What needs to be done:
Restate word for word the lines of the data below, from the first through the one that has "use std::sync::mpsc;".

Collection entries:
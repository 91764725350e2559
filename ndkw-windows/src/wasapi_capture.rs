//! WASAPI capture provider for input and output endpoints.
//!
//! Inputs are captured directly in shared mode. Outputs are captured with
//! `AUDCLNT_STREAMFLAGS_LOOPBACK`; an endpoint with nothing playing delivers
//! no loopback packets, so a silent render stream is kept running on the
//! same endpoint for the lifetime of the capture.

use std::sync::atomic::{AtomicBool, Ordering};
use std::sync::mpsc;
use std::sync::Arc;
use std::thread;
use std::time::Duration;

use windows::core::PCWSTR;
use windows::Win32::Media::Audio::*;
use windows::Win32::System::Com::*;
use windows::Win32::System::Threading::*;

use ndkw_core::models::error::CaptureError;
use ndkw_core::{CaptureCallback, CaptureProvider, Device, DeviceKind, WaveFormat};

use crate::com::{self, ComScope};

/// 100 ms in 100 ns units.
const BUFFER_DURATION: i64 = 1_000_000;
const POLL_INTERVAL: Duration = Duration::from_millis(10);

pub struct WasapiCapture {
    device: Device,
    format: WaveFormat,
    running: Arc<AtomicBool>,
    thread: Option<thread::JoinHandle<()>>,
}

impl WasapiCapture {
    /// Resolve `device` and read its mix format. Capture starts in
    /// [`CaptureProvider::start`].
    pub fn open(device: Device) -> Result<Self, CaptureError> {
        let _com = ComScope::enter()?;
        let enumerator = com::enumerator()?;
        let endpoint = com::device_by_id(&enumerator, &device.id)?;
        let client: IAudioClient = unsafe { endpoint.Activate(CLSCTX_ALL, None) }
            .map_err(|e| CaptureError::ConfigurationFailed(format!("Activate failed: {}", e)))?;
        let format = com::mix_format(&client)?.to_wave_format()?;

        log::info!(
            "Opened {} endpoint {:?}: {} Hz, {} ch, {} bit {:?}",
            device.kind,
            device.name,
            format.sample_rate,
            format.channels,
            format.bits_per_sample,
            format.encoding
        );
        Ok(Self {
            device,
            format,
            running: Arc::new(AtomicBool::new(false)),
            thread: None,
        })
    }
}

impl CaptureProvider for WasapiCapture {
    fn device(&self) -> &Device {
        &self.device
    }

    fn format(&self) -> WaveFormat {
        self.format
    }

    fn start(&mut self, callback: CaptureCallback) -> Result<(), CaptureError> {
        if self.thread.is_some() {
            return Err(CaptureError::ConfigurationFailed("capture already running".into()));
        }

        self.running.store(true, Ordering::SeqCst);
        let running = Arc::clone(&self.running);
        let device_id = self.device.id.clone();
        let loopback = self.device.kind == DeviceKind::Output;
        let block_align = self.format.block_align() as usize;
        let (ready_tx, ready_rx) = mpsc::channel();

        let handle = thread::Builder::new()
            .name(format!("wasapi-capture-{}", self.device.kind))
            .spawn(move || capture_thread(&device_id, loopback, block_align, &running, &callback, ready_tx))
            .map_err(|e| CaptureError::Backend(format!("failed to spawn capture thread: {}", e)))?;

        let ready = ready_rx
            .recv()
            .unwrap_or_else(|_| Err(CaptureError::Backend("capture thread exited during setup".into())));
        if let Err(e) = ready {
            self.running.store(false, Ordering::SeqCst);
            if handle.join().is_err() {
                log::warn!("Capture thread panicked during setup");
            }
            return Err(e);
        }

        self.thread = Some(handle);
        Ok(())
    }

    fn stop(&mut self) -> Result<(), CaptureError> {
        self.running.store(false, Ordering::SeqCst);
        if let Some(handle) = self.thread.take() {
            handle
                .join()
                .map_err(|_| CaptureError::Backend("capture thread panicked".into()))?;
            log::info!("Stopped capture of {:?}", self.device.name);
        }
        Ok(())
    }
}

impl Drop for WasapiCapture {
    fn drop(&mut self) {
        if let Err(e) = self.stop() {
            log::warn!("{}", e);
        }
    }
}

fn capture_thread(
    device_id: &str,
    loopback: bool,
    block_align: usize,
    running: &AtomicBool,
    callback: &CaptureCallback,
    ready: mpsc::Sender<Result<(), CaptureError>>,
) {
    let stream = ComScope::enter().and_then(|scope| {
        let stream = unsafe { Stream::open(device_id, loopback, block_align)? };
        Ok((scope, stream))
    });
    let (_com, stream) = match stream {
        Ok(opened) => {
            // The receiver only goes away if `start` already returned.
            let _ = ready.send(Ok(()));
            opened
        }
        Err(e) => {
            let _ = ready.send(Err(e));
            return;
        }
    };

    if let Err(e) = unsafe { stream.pump(running, callback) } {
        log::error!("Capture of {} failed: {}", device_id, e);
    }
    unsafe { stream.shut_down() };
}

/// Silent playback keeping a render endpoint active during loopback.
struct SilentRender {
    client: IAudioClient,
    render: IAudioRenderClient,
    buffer_frames: u32,
}

impl SilentRender {
    unsafe fn open(endpoint: &IMMDevice) -> Result<Self, CaptureError> {
        let client: IAudioClient = endpoint
            .Activate(CLSCTX_ALL, None)
            .map_err(|e| CaptureError::ConfigurationFailed(format!("render Activate failed: {}", e)))?;
        let format = client
            .GetMixFormat()
            .map_err(|e| CaptureError::ConfigurationFailed(format!("render GetMixFormat failed: {}", e)))?;
        let initialized = client.Initialize(
            AUDCLNT_SHAREMODE_SHARED,
            AUDCLNT_STREAMFLAGS_NOPERSIST,
            BUFFER_DURATION,
            0,
            format,
            None,
        );
        CoTaskMemFree(Some(format as *const _));
        initialized
            .map_err(|e| CaptureError::ConfigurationFailed(format!("render Initialize failed: {}", e)))?;

        let render: IAudioRenderClient = client
            .GetService()
            .map_err(|e| CaptureError::ConfigurationFailed(format!("render GetService failed: {}", e)))?;
        let buffer_frames = client
            .GetBufferSize()
            .map_err(|e| CaptureError::ConfigurationFailed(format!("GetBufferSize failed: {}", e)))?;

        let silent = Self {
            client,
            render,
            buffer_frames,
        };
        silent.top_up()?;
        silent
            .client
            .Start()
            .map_err(|e| CaptureError::Backend(format!("render Start failed: {}", e)))?;
        Ok(silent)
    }

    /// Fill whatever the endpoint has consumed with silence.
    unsafe fn top_up(&self) -> Result<(), CaptureError> {
        let padding = self
            .client
            .GetCurrentPadding()
            .map_err(|e| CaptureError::Backend(format!("GetCurrentPadding failed: {}", e)))?;
        let free = self.buffer_frames.saturating_sub(padding);
        if free == 0 {
            return Ok(());
        }
        self.render
            .GetBuffer(free)
            .map_err(|e| CaptureError::Backend(format!("render GetBuffer failed: {}", e)))?;
        self.render
            .ReleaseBuffer(free, AUDCLNT_BUFFERFLAGS_SILENT.0 as u32)
            .map_err(|e| CaptureError::Backend(format!("render ReleaseBuffer failed: {}", e)))
    }
}

/// COM objects of one running capture. Lives on the capture thread only.
struct Stream {
    client: IAudioClient,
    capture: IAudioCaptureClient,
    block_align: usize,
    silent: Option<SilentRender>,
}

impl Stream {
    unsafe fn open(device_id: &str, loopback: bool, block_align: usize) -> Result<Self, CaptureError> {
        let enumerator = com::enumerator()?;
        let endpoint = com::device_by_id(&enumerator, device_id)?;

        // Render side first so loopback has packets from the start.
        let silent = if loopback {
            Some(SilentRender::open(&endpoint)?)
        } else {
            None
        };

        let client: IAudioClient = endpoint
            .Activate(CLSCTX_ALL, None)
            .map_err(|e| CaptureError::ConfigurationFailed(format!("Activate failed: {}", e)))?;
        let format = client
            .GetMixFormat()
            .map_err(|e| CaptureError::ConfigurationFailed(format!("GetMixFormat failed: {}", e)))?;

        let mut flags = AUDCLNT_STREAMFLAGS_NOPERSIST;
        if loopback {
            flags |= AUDCLNT_STREAMFLAGS_LOOPBACK;
        }
        let initialized = client.Initialize(AUDCLNT_SHAREMODE_SHARED, flags, BUFFER_DURATION, 0, format, None);
        CoTaskMemFree(Some(format as *const _));
        initialized.map_err(|e| CaptureError::ConfigurationFailed(format!("IAudioClient::Initialize failed: {}", e)))?;

        let capture: IAudioCaptureClient = client
            .GetService()
            .map_err(|e| CaptureError::ConfigurationFailed(format!("GetService failed: {}", e)))?;

        let mut task_index = 0u32;
        let task_name: Vec<u16> = "Pro Audio\0".encode_utf16().collect();
        if AvSetMmThreadCharacteristicsW(PCWSTR(task_name.as_ptr()), &mut task_index).is_err() {
            log::debug!("MMCSS registration unavailable");
        }

        client
            .Start()
            .map_err(|e| CaptureError::Backend(format!("IAudioClient::Start failed: {}", e)))?;

        Ok(Self {
            client,
            capture,
            block_align,
            silent,
        })
    }

    /// Drain packets until `running` clears.
    unsafe fn pump(&self, running: &AtomicBool, callback: &CaptureCallback) -> Result<(), CaptureError> {
        let mut silence = Vec::new();
        while running.load(Ordering::SeqCst) {
            thread::sleep(POLL_INTERVAL);

            if let Some(silent) = &self.silent {
                silent.top_up()?;
            }

            let mut packet = self
                .capture
                .GetNextPacketSize()
                .map_err(|e| CaptureError::Backend(format!("GetNextPacketSize failed: {}", e)))?;

            while packet > 0 {
                let mut data: *mut u8 = std::ptr::null_mut();
                let mut frames = 0u32;
                let mut flags = 0u32;
                self.capture
                    .GetBuffer(&mut data, &mut frames, &mut flags, None, None)
                    .map_err(|e| CaptureError::Backend(format!("GetBuffer failed: {}", e)))?;

                let len = frames as usize * self.block_align;
                if len > 0 {
                    if flags & (AUDCLNT_BUFFERFLAGS_SILENT.0 as u32) != 0 || data.is_null() {
                        silence.resize(len, 0);
                        callback(&silence[..len]);
                    } else {
                        callback(std::slice::from_raw_parts(data, len));
                    }
                }

                self.capture
                    .ReleaseBuffer(frames)
                    .map_err(|e| CaptureError::Backend(format!("ReleaseBuffer failed: {}", e)))?;
                packet = self
                    .capture
                    .GetNextPacketSize()
                    .map_err(|e| CaptureError::Backend(format!("GetNextPacketSize failed: {}", e)))?;
            }
        }
        Ok(())
    }

    unsafe fn shut_down(&self) {
        if let Err(e) = self.client.Stop() {
            log::debug!("IAudioClient::Stop failed: {}", e);
        }
        if let Some(silent) = &self.silent {
            if let Err(e) = silent.client.Stop() {
                log::debug!("render Stop failed: {}", e);
            }
        }
    }
}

Output for this task:
repository 91764725350e2559
filename ndkw-windows/src/wasapi_capture.rs
//! WASAPI capture provider for input and output endpoints.
//!
//! Inputs are captured directly in shared mode. Outputs are captured with
//! `AUDCLNT_STREAMFLAGS_LOOPBACK`; an endpoint with nothing playing delivers
//! no loopback packets, so a silent render stream is kept running on the
//! same endpoint for the lifetime of the capture.

use std::sync::atomic::{AtomicBool, Ordering};
use std::sync::mpsc;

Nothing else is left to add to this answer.